Pictured above: The only nutrition that German penal battalions needed. Supplying them must've been really simple...
Lesson number 2:
Each and every soldier in the German army had a machine gun. Only few of them had submachine guns, and there were no rifles at all, except for the executions. They also carried about 50 hand grenades each, and were able to throw them at the distance of about 500 meters, busting bunkers, soldiers and tanks with them to smithereens. They were extremely skilled with flamethrowers, knives, shovels and rocks as well. They could throw knives at the distance of 200 meters, more or less, hitting a mosquito on their enemy's back. Even more, they seem to be able to transform all those vast amounts of Vodka into ammo, since they never had any troubles with ammo shortages. Maybe once or twice while they were in the tanks, but that was just a little bit of drama...
Lesson number 3:
The only tank penal battalions ever used was the Tiger 1. In fact, the only tank that the German army ever used during the war was Tiger 1. Surprising, eh? Those tanks were indestructible as well, and they were also used to ram the enemy tanks if out of ammo. You know, because of their superior speed, maneuverability, reliability...
Lesson number 4:
They were able to destroy each and every enemy tank with just one shot, wether it was by hitting them with their own tanks, grenades, bullets, flamethrowers, Molotov cocktails, rocks or their bare hands... Often standing right in front of a tank and waiting for it to get closer was the most successful strategy to blow it up. Even with a flamethrower. No, really. One of the characters once blew up a tank with only a flamethrower. The tank was destroyed in about 2 seconds. One shot, one kill. It was something like this...

Lesson number 5:
Penal battalions fought as both infantry AND tank crews.

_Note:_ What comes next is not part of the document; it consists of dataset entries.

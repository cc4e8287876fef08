//! Liveness and readiness endpoints

use axum::{extract::State, http::StatusCode, Json};
use serde::Serialize;

use crate::state::AppState;
use crate::store::HealthCheck;

pub async fn root() -> &'static str {
    "Game Rental API Server"
}

/// Health check response
#[derive(Serialize)]
pub struct HealthResponse {
    status: String,
    database: String,
    version: String,
}

/// GET /health
pub async fn health_check(State(state): State<AppState>) -> (StatusCode, Json<HealthResponse>) {
    let (code, status, database) = match state.store.ping().await {
        Ok(()) => (StatusCode::OK, "healthy", "connected".to_string()),
        Err(e) => {
            tracing::error!(error = %e, "Health check failed");
            (StatusCode::SERVICE_UNAVAILABLE, "unhealthy", format!("error: {}", e))
        }
    };

    (
        code,
        Json(HealthResponse {
            status: status.to_string(),
            database,
            version: env!("CARGO_PKG_VERSION").to_string(),
        }),
    )
}
//! Booking records, lifecycle states and pricing arithmetic

use chrono::{DateTime, NaiveDate, Utc};
use serde::{Deserialize, Serialize};
use uuid::Uuid;
use validator::Validate;

use crate::error::ServiceError;

/// Booking lifecycle status
#[derive(Debug, Serialize, Deserialize, sqlx::Type, Clone, Copy, PartialEq, Eq, Hash)]
#[sqlx(type_name = "booking_status", rename_all = "snake_case")]
#[serde(rename_all = "snake_case")]
pub enum BookingStatus {
    PendingPayment,
    Confirmed,
    Active,
    Completed,
    Cancelled,
}

impl BookingStatus {
    pub fn as_str(self) -> &'static str {
        match self {
            BookingStatus::PendingPayment => "pending_payment",
            BookingStatus::Confirmed => "confirmed",
            BookingStatus::Active => "active",
            BookingStatus::Completed => "completed",
            BookingStatus::Cancelled => "cancelled",
        }
    }

    pub fn is_terminal(self) -> bool {
        matches!(self, BookingStatus::Completed | BookingStatus::Cancelled)
    }

    /// Edges of the lifecycle graph.
    pub fn can_transition_to(self, next: BookingStatus) -> bool {
        use BookingStatus::*;
        matches!(
            (self, next),
            (PendingPayment, Confirmed)
                | (PendingPayment, Cancelled)
                | (Confirmed, Active)
                | (Confirmed, Cancelled)
                | (Active, Completed)
        )
    }

    pub fn is_cancellable(self) -> bool {
        self.can_transition_to(BookingStatus::Cancelled)
    }

    /// Entering this state hands the reserved unit back to the item.
    pub fn releases_stock(self) -> bool {
        self.is_terminal()
    }
}

impl std::fmt::Display for BookingStatus {
    fn fmt(&self, f: &mut std::fmt::Formatter<'_>) -> std::fmt::Result {
        f.write_str(self.as_str())
    }
}

/// Booking model
#[derive(Debug, Serialize, Deserialize, sqlx::FromRow, Clone)]
pub struct Booking {
    pub id: Uuid,
    pub renter_id: Uuid,
    pub item_id: Uuid,
    pub owner_id: Uuid,
    pub start_date: NaiveDate,
    pub end_date: NaiveDate,
    pub rental_days: i32,
    pub daily_price: i64,
    pub total_rent: i64,
    pub deposit: i64,
    pub total_amount: i64,
    pub status: BookingStatus,
    pub notes: Option<String>,
    pub handover_at: Option<DateTime<Utc>>,
    pub return_at: Option<DateTime<Utc>>,
    pub created_at: DateTime<Utc>,
    pub updated_at: DateTime<Utc>,
}

impl Booking {
    pub fn new(
        renter_id: Uuid,
        item_id: Uuid,
        owner_id: Uuid,
        start_date: NaiveDate,
        end_date: NaiveDate,
        pricing: Pricing,
        notes: Option<String>,
    ) -> Self {
        let now = Utc::now();
        Self {
            id: Uuid::new_v4(),
            renter_id,
            item_id,
            owner_id,
            start_date,
            end_date,
            rental_days: pricing.rental_days,
            daily_price: pricing.daily_price,
            total_rent: pricing.total_rent,
            deposit: pricing.deposit,
            total_amount: pricing.total_amount,
            status: BookingStatus::PendingPayment,
            notes,
            handover_at: None,
            return_at: None,
            created_at: now,
            updated_at: now,
        }
    }

    /// Gateway order reference for this booking
    pub fn order_id(&self) -> String {
        format!("booking-{}", self.id)
    }
}

/// Check the requested rental window against `today`.
pub fn validate_dates(
    start: NaiveDate,
    end: NaiveDate,
    today: NaiveDate,
) -> Result<(), ServiceError> {
    if end < start {
        return Err(ServiceError::InvalidDateRange(format!(
            "end date {} is before start date {}",
            end, start
        )));
    }
    if start < today {
        return Err(ServiceError::InvalidDateRange(format!(
            "start date {} is in the past",
            start
        )));
    }
    Ok(())
}

/// Prices frozen onto a booking when it is created
#[derive(Debug, Clone, Copy, PartialEq, Eq)]
pub struct Pricing {
    pub rental_days: i32,
    pub daily_price: i64,
    pub total_rent: i64,
    pub deposit: i64,
    pub total_amount: i64,
}

impl Pricing {
    /// Inclusive day count times the daily price, plus the deposit.
    pub fn compute(
        start: NaiveDate,
        end: NaiveDate,
        price_per_day: i64,
        deposit: i64,
    ) -> Result<Self, ServiceError> {
        let days = (end - start).num_days() + 1;
        if days < 1 {
            return Err(ServiceError::InvalidDateRange(
                "rental must cover at least one day".to_string(),
            ));
        }
        let rental_days = i32::try_from(days)
            .map_err(|_| ServiceError::InvalidDateRange("rental period too long".to_string()))?;

        let overflow = || ServiceError::Validation("booking amount out of range".to_string());
        let total_rent = price_per_day.checked_mul(days).ok_or_else(overflow)?;
        let total_amount = total_rent.checked_add(deposit).ok_or_else(overflow)?;

        Ok(Self {
            rental_days,
            daily_price: price_per_day,
            total_rent,
            deposit,
            total_amount,
        })
    }
}

/// Booking creation request
#[derive(Debug, Deserialize, Validate)]
pub struct CreateBookingRequest {
    pub item_id: Uuid,
    pub start_date: NaiveDate,
    pub end_date: NaiveDate,
    #[validate(length(max = 1000))]
    pub notes: Option<String>,
}

/// Admin override of a booking's status
#[derive(Debug, Deserialize)]
pub struct UpdateBookingStatusRequest {
    pub status: BookingStatus,
}

/// Booking list filter
#[derive(Debug, Clone, Default)]
pub struct BookingFilter {
    pub renter_id: Option<Uuid>,
    pub owner_id: Option<Uuid>,
    pub status: Option<BookingStatus>,
}

/// Query string for admin booking listings
#[derive(Debug, Default, Deserialize)]
pub struct BookingListQuery {
    pub status: Option<BookingStatus>,
    pub page: Option<i64>,
    pub limit: Option<i64>,
}

#[cfg(test)]
mod tests {
    use super::*;

    fn date(y: i32, m: u32, d: u32) -> NaiveDate {
        NaiveDate::from_ymd_opt(y, m, d).unwrap()
    }

    #[test]
    fn test_lifecycle_edges() {
        use BookingStatus::*;
        assert!(PendingPayment.can_transition_to(Confirmed));
        assert!(PendingPayment.can_transition_to(Cancelled));
        assert!(Confirmed.can_transition_to(Active));
        assert!(Confirmed.can_transition_to(Cancelled));
        assert!(Active.can_transition_to(Completed));

        assert!(!Active.can_transition_to(Cancelled));
        assert!(!PendingPayment.can_transition_to(Active));
        assert!(!Completed.can_transition_to(Cancelled));
        assert!(!Cancelled.can_transition_to(PendingPayment));
    }

    #[test]
    fn test_terminal_states_have_no_exits() {
        use BookingStatus::*;
        for terminal in [Completed, Cancelled] {
            assert!(terminal.is_terminal());
            for next in [PendingPayment, Confirmed, Active, Completed, Cancelled] {
                assert!(!terminal.can_transition_to(next));
            }
        }
    }

    #[test]
    fn test_pricing_three_day_rental() {
        let pricing = Pricing::compute(date(2025, 11, 10), date(2025, 11, 12), 10_000, 5_000).unwrap();
        assert_eq!(pricing.rental_days, 3);
        assert_eq!(pricing.total_rent, 30_000);
        assert_eq!(pricing.total_amount, 35_000);
    }

    #[test]
    fn test_single_day_rental() {
        let pricing = Pricing::compute(date(2025, 11, 10), date(2025, 11, 10), 7_500, 0).unwrap();
        assert_eq!(pricing.rental_days, 1);
        assert_eq!(pricing.total_amount, 7_500);
    }

    #[test]
    fn test_pricing_overflow_is_rejected() {
        let result = Pricing::compute(date(2025, 1, 1), date(2025, 1, 3), i64::MAX, 0);
        assert!(matches!(result, Err(ServiceError::Validation(_))));
    }

    #[test]
    fn test_end_before_start_rejected() {
        let today = date(2025, 11, 1);
        let result = validate_dates(date(2025, 11, 12), date(2025, 11, 10), today);
        assert!(matches!(result, Err(ServiceError::InvalidDateRange(_))));
    }

    #[test]
    fn test_start_in_past_rejected() {
        let today = date(2025, 11, 11);
        let result = validate_dates(date(2025, 11, 10), date(2025, 11, 12), today);
        assert!(matches!(result, Err(ServiceError::InvalidDateRange(_))));
        assert!(validate_dates(today, today, today).is_ok());
    }

    #[test]
    fn test_status_serializes_snake_case() {
        let json = serde_json::to_string(&BookingStatus::PendingPayment).unwrap();
        assert_eq!(json, "\"pending_payment\"");
    }
}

AND they were prison guards at their spare time. They were skilled mechanics and bomb disposal experts, just to keep that shit more interesting.
Lesson number 6:
Russian and American soldiers couldn't wait to abandon their comrades and get drunk with guys from the German penal battalions. Even if it means getting shot in the head afterwards.
Lesson number 7:
Hot women back then had nothing better to do then wait for some dirty grunt sentenced to service on the Eastern Front to come by, so they could have sex with him.
Lesson number 8:
Apparently, the only reason why Germany lost the war was because they couldn't find the secret to penal battalions' resilience to wounds. Each and every one of them was shot for about 100 times, had at least one chunk of his face blown off, and participated in more fist fights than Mike Tyson. And yet, they never seemed to show any sign of scars, or disfigurement. Hell, not even time spent at the hospital!
Lesson number 9:
Hassel's boys served in every corned of Europe, every front, every major battle, every battlefield. Yes, that indicates they could also run at about 500 miles per hour speed. Amazing! Their presence even made the air force unnecesarry whenever they showed up. Sending penal battalions to do the job was enough of an overkill, according to German high command.
Lesson number 10:
After careful studying, it has been revealed to me that this is what the average German soldier from Hassel's battalion looked like during the 1940s.

All the lessons above are courtesy of Sven Hassel.